|The bells of Taizé|
After Easter in 2006 we went to Taizé to have a look around and we were amazed at the number of young people milling around. We didn’t go to a service as that seemed inappropriate, with all these kids around it seemed like a young person’s thing. I wanted to go to a service, but I didn’t know how it worked, so I didn’t dare go alone. In July some campers (Ans and Simon) arrived, she had been to Taizé for the first time that spring and wanted to camp nearby to take in a few services and tempt her husband to go too. He however wasn’t interested and she didn’t dare go alone. At last my chance to go to a service, so on a Friday evening Ans and I went up the hill to Taizé.

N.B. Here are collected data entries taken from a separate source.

mod render;
mod session;

use std::io::{self, BufRead, Write};
use std::path::PathBuf;
use std::sync::Arc;

use anyhow::{bail, Context, Result};
use clap::{Parser, Subcommand};
use littlechef_core::{
    create_client_from_env, CookingTime, Effect, FakeGenerationClient, FileStore, Kitchen,
    KeyValueStore, Msg, StoreConfig,
};
use tracing_subscriber::layer::SubscriberExt;
use tracing_subscriber::util::SubscriberInitExt;
use uuid::Uuid;

#[derive(Parser)]
#[command(name = "littlechef")]
#[command(about = "Turn what's in your pantry into a recipe", long_about = None)]
struct Cli {
    /// Directory holding the cookbook and shopping list (default: ~/.littlechef)
    #[arg(long, global = true, env = "CHEF_DATA_DIR")]
    data_dir: Option<PathBuf>,

    #[command(subcommand)]
    command: Option<Commands>,
}

#[derive(Subcommand)]
enum Commands {
    /// Start an interactive session (the default)
    Session,
    /// Generate one recipe and print it
    Generate {
        /// Ingredient on hand (repeatable)
        #[arg(short, long = "ingredient", required = true)]
        ingredients: Vec<String>,
        /// Dietary restriction, e.g. Vegan (repeatable)
        #[arg(long = "diet", value_parser = parse_diet)]
        diets: Vec<String>,
        /// Cooking time: quick, 30, 60 or show-stopper
        #[arg(long, value_parser = parse_time, default_value = "30")]
        time: CookingTime,
        /// Save the recipe to the cookbook
        #[arg(long)]
        save: bool,
        /// Add the ingredients to the shopping list
        #[arg(long)]
        shop: bool,
    },
    /// Browse saved recipes
    Cookbook {
        #[command(subcommand)]
        action: Option<CookbookAction>,
    },
    /// Manage the shopping list
    Shopping {
        #[command(subcommand)]
        action: Option<ShoppingAction>,
    },
}

#[derive(Subcommand)]
enum CookbookAction {
    /// List saved recipes, most recent first
    List,
    /// Print a saved recipe
    Show { n: usize },
    /// Delete a saved recipe
    Delete { n: usize },
}

#[derive(Subcommand)]
enum ShoppingAction {
    /// List items
    List,
    /// Add an item by hand
    Add { name: Vec<String> },
    /// Tick or untick an item
    Check { n: usize },
    /// Remove an item
    Remove { n: usize },
    /// Remove every item
    Clear {
        /// Skip the confirmation prompt
        #[arg(long)]
        yes: bool,
    },
}

fn parse_diet(s: &str) -> Result<String, String> {
    session::parse_dietary(s)
        .map(str::to_string)
        .ok_or_else(|| format!("unknown dietary tag '{}'", s))
}

fn parse_time(s: &str) -> Result<CookingTime, String> {
    session::parse_cooking_time(s).ok_or_else(|| format!("unknown cooking time '{}'", s))
}

fn init_tracing() {
    let env_filter = tracing_subscriber::EnvFilter::try_from_default_env()
        .unwrap_or_else(|_| tracing_subscriber::EnvFilter::new("warn"));
    let fmt_layer = tracing_subscriber::fmt::layer().with_writer(io::stderr);

    tracing_subscriber::registry()
        .with(env_filter)
        .with(fmt_layer)
        .init();
}

fn open_store(data_dir: Option<PathBuf>) -> Arc<dyn KeyValueStore> {
    let config = match data_dir {
        Some(data_dir) => StoreConfig { data_dir },
        None => StoreConfig::from_env(),
    };
    tracing::debug!(data_dir = %config.data_dir.display(), "Opening store");
    Arc::new(FileStore::from_config(&config))
}

fn open_kitchen(store: Arc<dyn KeyValueStore>) -> Result<Kitchen> {
    let client = create_client_from_env().context("Failed to set up the generation client")?;
    Ok(Kitchen::open(client, store))
}

/// Kitchen for commands that only touch the stored collections.
fn open_offline_kitchen(store: Arc<dyn KeyValueStore>) -> Kitchen {
    Kitchen::open(Arc::new(FakeGenerationClient::default()), store)
}

#[tokio::main]
async fn main() -> Result<()> {
    init_tracing();
    let cli = Cli::parse();
    let store = open_store(cli.data_dir);

    match cli.command.unwrap_or(Commands::Session) {
        Commands::Session => {
            session::run(open_kitchen(store)?).await?;
        }
        Commands::Generate {
            ingredients,
            diets,
            time,
            save,
            shop,
        } => {
            let kitchen = open_kitchen(store)?;
            generate(kitchen, ingredients, diets, time, save, shop).await?;
        }
        Commands::Cookbook { action } => {
            cookbook(open_offline_kitchen(store), action.unwrap_or(CookbookAction::List))?;
        }
        Commands::Shopping { action } => {
            shopping(open_offline_kitchen(store), action.unwrap_or(ShoppingAction::List))?;
        }
    }

    Ok(())
}

async fn generate(
    mut kitchen: Kitchen,
    ingredients: Vec<String>,
    diets: Vec<String>,
    time: CookingTime,
    save: bool,
    shop: bool,
) -> Result<()> {
    for ingredient in ingredients {
        kitchen.dispatch(Msg::AddIngredient(ingredient));
    }
    for diet in diets {
        if !kitchen.state().dietary_restrictions.contains(&diet) {
            kitchen.dispatch(Msg::ToggleDietary(diet));
        }
    }
    kitchen.dispatch(Msg::SetCookingTime(time));

    eprintln!("The chef is cooking...");
    kitchen.dispatch(Msg::Generate);
    kitchen.settle().await;

    let state = kitchen.state();
    if let Some(error) = &state.error {
        bail!("{}", error);
    }
    let recipe = state.recipe.as_ref().context("No recipe was generated")?;
    println!("{}", render::recipe(recipe, state.image_url.as_deref()));

    if save {
        println!();
        println!("{}", save_current(&mut kitchen));
    }
    if shop {
        for effect in kitchen.dispatch(Msg::AddAllToShoppingList) {
            if let Effect::Notify(notice) = effect {
                println!("{}", notice);
            }
        }
    }
    Ok(())
}

/// Save the displayed recipe and describe what happened.
fn save_current(kitchen: &mut Kitchen) -> &'static str {
    if kitchen.state().is_current_recipe_saved() {
        return "Already in your cookbook.";
    }
    kitchen.dispatch(Msg::SaveCurrentRecipe);
    if kitchen.state().is_current_recipe_saved() {
        "Saved to your cookbook."
    } else {
        "Nothing to save."
    }
}

fn saved_id(kitchen: &Kitchen, n: usize) -> Result<Uuid> {
    kitchen
        .state()
        .saved_recipes
        .get(n.wrapping_sub(1))
        .map(|s| s.id)
        .with_context(|| format!("No cookbook entry {}", n))
}

fn item_id(kitchen: &Kitchen, n: usize) -> Result<Uuid> {
    kitchen
        .state()
        .shopping_list
        .get(n.wrapping_sub(1))
        .map(|i| i.id)
        .with_context(|| format!("No shopping list item {}", n))
}

fn cookbook(mut kitchen: Kitchen, action: CookbookAction) -> Result<()> {
    match action {
        CookbookAction::List => println!("{}", render::cookbook(&kitchen.state().saved_recipes)),
        CookbookAction::Show { n } => {
            let id = saved_id(&kitchen, n)?;
            kitchen.dispatch(Msg::LoadSavedRecipe(id));
            let state = kitchen.state();
            let recipe = state.recipe.as_ref().context("Saved recipe could not be loaded")?;
            println!("{}", render::recipe(recipe, state.image_url.as_deref()));
        }
        CookbookAction::Delete { n } => {
            let id = saved_id(&kitchen, n)?;
            kitchen.dispatch(Msg::DeleteSavedRecipe(id));
            println!("{}", render::cookbook(&kitchen.state().saved_recipes));
        }
    }
    Ok(())
}

fn shopping(mut kitchen: Kitchen, action: ShoppingAction) -> Result<()> {
    match action {
        ShoppingAction::List => {}
        ShoppingAction::Add { name } => {
            let name = name.join(" ");
            if name.trim().is_empty() {
                bail!("Item name cannot be empty");
            }
            kitchen.dispatch(Msg::AddManualShoppingItem(name));
        }
        ShoppingAction::Check { n } => {
            let id = item_id(&kitchen, n)?;
            kitchen.dispatch(Msg::ToggleShoppingItem(id));
        }
        ShoppingAction::Remove { n } => {
            let id = item_id(&kitchen, n)?;
            kitchen.dispatch(Msg::RemoveShoppingItem(id));
        }
        ShoppingAction::Clear { yes } => {
            for effect in kitchen.dispatch(Msg::ClearShoppingList) {
                if let Effect::Confirm(confirmation) = effect {
                    if yes || confirm(confirmation.question())? {
                        kitchen.dispatch(Msg::ConfirmClearShoppingList);
                    }
                }
            }
        }
    }
    println!("{}", render::shopping_list(&kitchen.state().shopping_list));
    Ok(())
}

fn confirm(question: &str) -> Result<bool> {
    print!("{} [y/N] ", question);
    io::stdout().flush()?;
    let mut answer = String::new();
    io::stdin()
        .lock()
        .read_line(&mut answer)
        .context("Failed to read confirmation")?;
    Ok(matches!(answer.trim().to_lowercase().as_str(), "y" | "yes"))
}

#[cfg(test)]
mod tests {
    use super::*;
    use littlechef_core::MemoryStore;

    #[tokio::test]
    async fn test_save_current_reports_duplicates() {
        let store: Arc<dyn KeyValueStore> = Arc::new(MemoryStore::new());
        let mut kitchen = open_offline_kitchen(store);
        assert_eq!(save_current(&mut kitchen), "Nothing to save.");

        kitchen.dispatch(Msg::AddIngredient("egg".to_string()));
        kitchen.dispatch(Msg::Generate);
        kitchen.settle().await;

        assert_eq!(save_current(&mut kitchen), "Saved to your cookbook.");
        assert_eq!(save_current(&mut kitchen), "Already in your cookbook.");
        assert_eq!(kitchen.state().saved_recipes.len(), 1);
    }
}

|A service in Taizé (Photo © Arnd Waidelich)|
The services are made up of singing and silence. The songs are mesmerising. With pilgrims from all over the world the songs need to be simple to enable everyone to sing. There are a mixture of languages, Latin, German and some sort of Slavonic language are the most popular with French, English and Spanish there too. Each song has two lines and these are sung over and over again. The songs are a mixture of four voices, rounds and solo singing with the congregation singing the chorus. It is not to everyone’s taste, but I absolutely love them. In every service there is silence, five minutes of it. Five minutes is a very long time and it is quite amazing that a church full of people can be so quiet for so long. The singing continues after the monks have left and on a Friday and Saturday night this can go on into the early hours of the morning I have been told.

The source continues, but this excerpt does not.